* _GOAL OF THE EXERCISE_
Spot each line in the records below where the word "Result" occurs, then copy it.

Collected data
^^^^^^^^

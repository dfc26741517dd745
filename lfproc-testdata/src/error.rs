//! Error types for synthetic archive generation

use thiserror::Error;

/// Result type alias for testdata operations
pub type Result<T> = std::result::Result<T, TestdataError>;

/// Errors raised while generating archives
#[derive(Error, Debug)]
pub enum TestdataError {
    /// Archive configuration cannot be rendered
    #[error("Invalid archive configuration: {0}")]
    InvalidConfig(String),

    /// Core library error
    #[error(transparent)]
    Lfproc(#[from] lfproc::LfprocError),

    /// Filesystem error
    #[error("I/O error: {0}")]
    Io(#[from] std::io::Error),

    /// Manifest serialization error
    #[error("JSON error: {0}")]
    Json(#[from] serde_json::Error),
}

impl From<lfproc::SeriesError> for TestdataError {
    fn from(e: lfproc::SeriesError) -> Self {
        TestdataError::Lfproc(e.into())
    }
}

impl From<lfproc::CatalogError> for TestdataError {
    fn from(e: lfproc::CatalogError) -> Self {
        TestdataError::Lfproc(e.into())
    }
}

^^^^^^^^

* _OUTPUT FOR THIS EXERCISE_
/// Result type alias for testdata operations
pub type Result<T> = std::result::Result<T, TestdataError>;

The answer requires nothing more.